EL HAMBRE COMO LEY DE ESTADO Y MERCADO.  Por Jaime Chuchuca Serrano

Foto referencial de pixabay

Es recurrente que los economistas neoliberales cuestionen la intervención del Estado en el mercado, aunque históricamente, a decir verdad, los mercados no existirían sin el Estado.

Adam Smith, un optimista completo,  en Riqueza de las Naciones creía que la economía es una ciencia que mira los intereses económicos del “gran cuerpo del pueblo”, en función de la vida nacional, física y moral.

El capitalista está confundido en esa a-personalización del método de Smith. La riqueza es un atributo de las naciones que proviene de las políticas de gobierno. El Estado determina el progreso o el declive de las potencias.

Después de un gran análisis en Comercio y mercado en los Imperios Antiguos, Polanyi sostiene que sólo en la sociedad moderna la economía se volvió independiente de las instituciones sociales para después dominarlas. Las sociedades precapitalistas tendrían la economía incrustada en las relaciones sociales o los fenómenos religiosos. Las sociedades pre modernas tienen un sistema mercantil, pero sólo el capitalismo une todos los mercados en una economía nacional e internacional a través de las instituciones.

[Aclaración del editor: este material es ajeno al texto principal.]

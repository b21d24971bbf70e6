//! Held-out evaluation with logits averaged over noise draws

use super::metrics::{argmax_rows, ClassificationTally};
use super::noise::sample_noise;
use crate::autograd::{mean_of, no_grad};
use crate::data::{GraphLoader, NUM_CLASSES};
use crate::nn::{Classifier, Generator, Renderer};
use crate::Result;
use rand::Rng;

/// Accuracy (percent) and mean per-batch F1 of one split
#[derive(Debug, Clone, Copy, PartialEq, Default)]
pub struct EvalResult {
    pub accuracy: f32,
    pub f1: f32,
}

/// Evaluate generator → renderer → classifier on every batch of `loader`
///
/// Runs without gradient tracking with both networks in inference mode;
/// training mode is restored before returning. For each batch the raw logits
/// of `num_z_samples` noise draws are averaged before the argmax. An empty
/// loader yields zeros.
pub fn evaluate<G, C, R>(
    generator: &mut G,
    classifier: &mut C,
    renderer: &R,
    loader: &mut dyn GraphLoader,
    num_z_samples: usize,
    rng: &mut impl Rng,
) -> Result<EvalResult>
where
    G: Generator + ?Sized,
    C: Classifier + ?Sized,
    R: Renderer + ?Sized,
{
    generator.set_training(false);
    classifier.set_training(false);
    let result = evaluate_batches(
        &*generator,
        &*classifier,
        renderer,
        loader,
        num_z_samples,
        rng,
    );
    generator.set_training(true);
    classifier.set_training(true);
    result
}

fn evaluate_batches<G, C, R>(
    generator: &G,
    classifier: &C,
    renderer: &R,
    loader: &mut dyn GraphLoader,
    num_z_samples: usize,
    rng: &mut impl Rng,
) -> Result<EvalResult>
where
    G: Generator + ?Sized,
    C: Classifier + ?Sized,
    R: Renderer + ?Sized,
{
    let mut tally = ClassificationTally::new();
    for batch in loader.batches()? {
        let shape = batch.shape;
        let num_nodes = batch.num_nodes();
        let (layouts, adjacency) = (&batch.layouts, &batch.adjacency);
        let logits = no_grad(|| {
            let draws: Vec<_> = (0..num_z_samples.max(1))
                .map(|_| {
                    let noise = sample_noise(shape.batch_size, generator.noise_dim(), rng);
                    let layout = generator.generate(&noise, layouts, adjacency, &num_nodes, shape);
                    let images = renderer.render(&layout, adjacency, &num_nodes, shape);
                    classifier.classify(&images, shape.batch_size)
                })
                .collect();
            mean_of(&draws)
        });
        let predictions = argmax_rows(&logits.to_vec(), shape.batch_size, NUM_CLASSES);
        tally.record(&predictions, &batch.labels);
    }
    Ok(EvalResult {
        accuracy: tally.accuracy(),
        f1: tally.mean_f1(),
    })
}

#[cfg(test)]
mod tests {
    use super::*;
    use crate::data::{BatchLoader, GraphDataset};
    use crate::nn::{MlpClassifier, MlpGenerator, SplatRenderer};
    use crate::Tensor;
    use rand::rngs::StdRng;
    use rand::SeedableRng;

    fn setup() -> (MlpGenerator, MlpClassifier, SplatRenderer) {
        let mut rng = StdRng::seed_from_u64(0);
        (
            MlpGenerator::new(6, 2, 4, 8, &mut rng),
            MlpClassifier::new(8, 6, &mut rng),
            SplatRenderer::new(8, 0.2, 1.0),
        )
    }

    #[test]
    fn test_empty_loader_yields_zeros() {
        let (mut g, mut c, r) = setup();
        let mut loader = BatchLoader::new(GraphDataset::new(Vec::new(), 6).unwrap(), 4, false, 0);
        let mut rng = StdRng::seed_from_u64(1);
        let result = evaluate(&mut g, &mut c, &r, &mut loader, 5, &mut rng).unwrap();
        assert_eq!(result.accuracy, 0.0);
        assert_eq!(result.f1, 0.0);
    }

    #[test]
    fn test_single_draw_matches_single_forward_pass() {
        let (mut g, mut c, r) = setup();
        let dataset = GraphDataset::synthetic(6, 6, 2);
        let batch = dataset.collate(&[0, 1, 2, 3, 4, 5]).unwrap();
        let mut loader = BatchLoader::new(dataset, 6, false, 0);

        let mut rng = StdRng::seed_from_u64(9);
        let result = evaluate(&mut g, &mut c, &r, &mut loader, 1, &mut rng).unwrap();

        // replay the same noise draw by hand
        let mut replay = StdRng::seed_from_u64(9);
        let num_nodes = batch.num_nodes();
        let noise: Tensor = sample_noise(6, 4, &mut replay);
        let layout = g.generate(
            &noise,
            &batch.layouts,
            &batch.adjacency,
            &num_nodes,
            batch.shape,
        );
        let images = r.render(&layout, &batch.adjacency, &num_nodes, batch.shape);
        let predictions = argmax_rows(&c.classify(&images, 6).to_vec(), 6, NUM_CLASSES);
        let mut tally = ClassificationTally::new();
        tally.record(&predictions, &batch.labels);

        assert_eq!(result.accuracy, tally.accuracy());
        assert_eq!(result.f1, tally.mean_f1());
    }

    #[test]
    fn test_evaluation_records_no_graph() {
        let (mut g, mut c, r) = setup();
        let mut loader = BatchLoader::new(GraphDataset::synthetic(4, 6, 2), 2, false, 0);
        let mut rng = StdRng::seed_from_u64(1);
        let result = evaluate(&mut g, &mut c, &r, &mut loader, 3, &mut rng).unwrap();
        assert!((0.0..=100.0).contains(&result.accuracy));
        let params = crate::nn::Module::parameters(&g);
        assert!(params.iter().all(|p| p.grad().is_none()));
    }
}
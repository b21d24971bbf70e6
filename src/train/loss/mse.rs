//! Mean Squared Error Loss

use super::LossFn;
use crate::autograd::{mean, mul, sub};
use crate::Tensor;

/// Mean Squared Error Loss
///
/// L = mean((predictions - targets)²)
///
/// # Example
///
/// ```
/// use layoutgan::train::{LossFn, MSELoss};
/// use layoutgan::Tensor;
///
/// let pred = Tensor::from_vec(vec![1.0, 2.0, 3.0], true);
/// let target = Tensor::from_vec(vec![1.5, 2.5, 3.5], false);
///
/// let loss = MSELoss.forward(&pred, &target);
/// assert!((loss.item() - 0.25).abs() < 1e-6);
/// ```
pub struct MSELoss;

impl LossFn for MSELoss {
    fn forward(&self, predictions: &Tensor, targets: &Tensor) -> Tensor {
        assert_eq!(
            predictions.len(),
            targets.len(),
            "Predictions and targets must have same length"
        );
        let diff = sub(predictions, targets);
        mean(&mul(&diff, &diff))
    }

    fn name(&self) -> &str {
        "MSE"
    }
}
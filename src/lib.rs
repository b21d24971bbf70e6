//! layoutgan: conditional WGAN-GP training for graph layouts
//!
//! A generator proposes node coordinates for a graph, a critic scores
//! layouts with a gradient-penalised Wasserstein objective, and a classifier
//! labels rendered layout images. The generator is trained against both, so
//! its layouts stay realistic while making the graph's class recognisable.
//!
//! # Modules
//!
//! - [`autograd`]: reverse-mode engine over `ndarray` vectors
//! - [`data`]: padded graph batches, JSON/synthetic datasets, loaders
//! - [`nn`]: network and renderer contracts plus reference MLPs
//! - [`optim`]: Adam, AdamW, SGD and learning-rate schedules
//! - [`train`]: losses, metrics, pretraining and the combined loop
//! - [`io`]: JSON checkpoints
//! - [`config`]: YAML run specification and validation
//! - [`cli`]: command handlers for the `layoutgan` binary
//!
//! # Example
//!
//! ```no_run
//! use layoutgan::config::{load_config, run_pipeline};
//!
//! let spec = load_config("run.yaml")?;
//! let report = run_pipeline(&spec)?;
//! println!("best val accuracy {:.2}%", report.combined.best_val_accuracy);
//! # Ok::<(), layoutgan::Error>(())
//! ```

pub mod autograd;
pub mod cli;
pub mod config;
pub mod data;
pub mod error;
pub mod io;
pub mod nn;
pub mod optim;
pub mod train;

pub use autograd::Tensor;
pub use error::{Error, Result};
//! Two-layer image classifier

use super::linear::Linear;
use super::{Classifier, Module};
use crate::autograd::relu;
use crate::data::NUM_CLASSES;
use crate::Tensor;
use rand::Rng;

/// `logits = W_2 relu(W_1 image + b_1) + b_2`
pub struct MlpClassifier {
    hidden: Linear,
    out: Linear,
}

impl MlpClassifier {
    pub fn new(image_size: usize, hidden_dim: usize, rng: &mut impl Rng) -> Self {
        Self {
            hidden: Linear::new(image_size * image_size, hidden_dim, rng),
            out: Linear::new(hidden_dim, NUM_CLASSES, rng),
        }
    }
}

impl Module for MlpClassifier {
    fn named_parameters(&self) -> Vec<(String, &Tensor)> {
        let mut params = self.hidden.named_parameters("hidden");
        params.extend(self.out.named_parameters("out"));
        params
    }

    fn parameters_mut(&mut self) -> Vec<&mut Tensor> {
        let mut params = self.hidden.parameters_mut();
        params.extend(self.out.parameters_mut());
        params
    }
}

impl Classifier for MlpClassifier {
    fn classify(&self, images: &Tensor, batch_size: usize) -> Tensor {
        let hidden = relu(&self.hidden.forward(images, batch_size));
        self.out.forward(&hidden, batch_size)
    }
}
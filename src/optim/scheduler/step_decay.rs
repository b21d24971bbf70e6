//! Step decay learning rate scheduler

use super::LRScheduler;

/// Step Decay Learning Rate Scheduler
///
/// Multiplies learning rate by gamma every step_size epochs.
///
/// Formula: lr_t = lr_initial * gamma^(floor(epoch / step_size))
pub struct StepDecayLR {
    lr_initial: f32,
    gamma: f32,
    step_size: usize,
    current_epoch: usize,
}

impl StepDecayLR {
    /// Create a new step decay scheduler
    ///
    /// # Arguments
    /// * `lr_initial` - Initial learning rate
    /// * `step_size` - Decay LR every step_size epochs
    /// * `gamma` - Multiplicative factor (e.g., 0.1 for 10x reduction)
    pub fn new(lr_initial: f32, step_size: usize, gamma: f32) -> Self {
        Self {
            lr_initial,
            gamma,
            step_size,
            current_epoch: 0,
        }
    }
}

impl LRScheduler for StepDecayLR {
    fn get_lr(&self) -> f32 {
        if self.step_size == 0 {
            return self.lr_initial;
        }
        let num_decays = self.current_epoch / self.step_size;
        self.lr_initial * self.gamma.powi(num_decays as i32)
    }

    fn step(&mut self) {
        self.current_epoch += 1;
    }
}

De tal modo que el Estado es el demiurgo principal del mercado. De ser así, ¿por qué los Estados y mercados crean hambre en la etapa de mayor producción mundial? Parece que la respuesta está en un economista cercano a Smith.

Ni las leyes de Malthus ni la selección natural de Darwin hubiesen tenido influencia sin el economista Joseph Towsend. Este tomóla idea de Hobbes y defendió la necesidad de un gobierno déspota para someter la sociedad dividida en castas (propietarios y trabajadores). La disciplina más perfecta, dice Towsend, mientras se mantenga la propiedad, es el hambre, la cual obliga a trabajar.

La fuerza para someter al trabajo genera revueltas, violencia y mala voluntad. Mientras que el hambre es un medio de presión “pacífico”, silencioso e incesante. El hambre es el móvil natural para la continuidad, la buena voluntad y la gratitud. Hambre y propiedad son leyes naturales en la sociedad para Towsend. Así, el hambre se convirtió en un fundamento epistemológico para la Ciencia Política y la Economía. El hambre, dice Towsend, causa una disciplina más perfecta que la magistratura. Los gobiernos latinoamericanos se han predispuesto a generar hambre con las políticas neoliberales más perversas.

*Abogado, licenciado en Filosofía y magíster en Sociología. Actualmente, docente de la Universidad de Cuenca.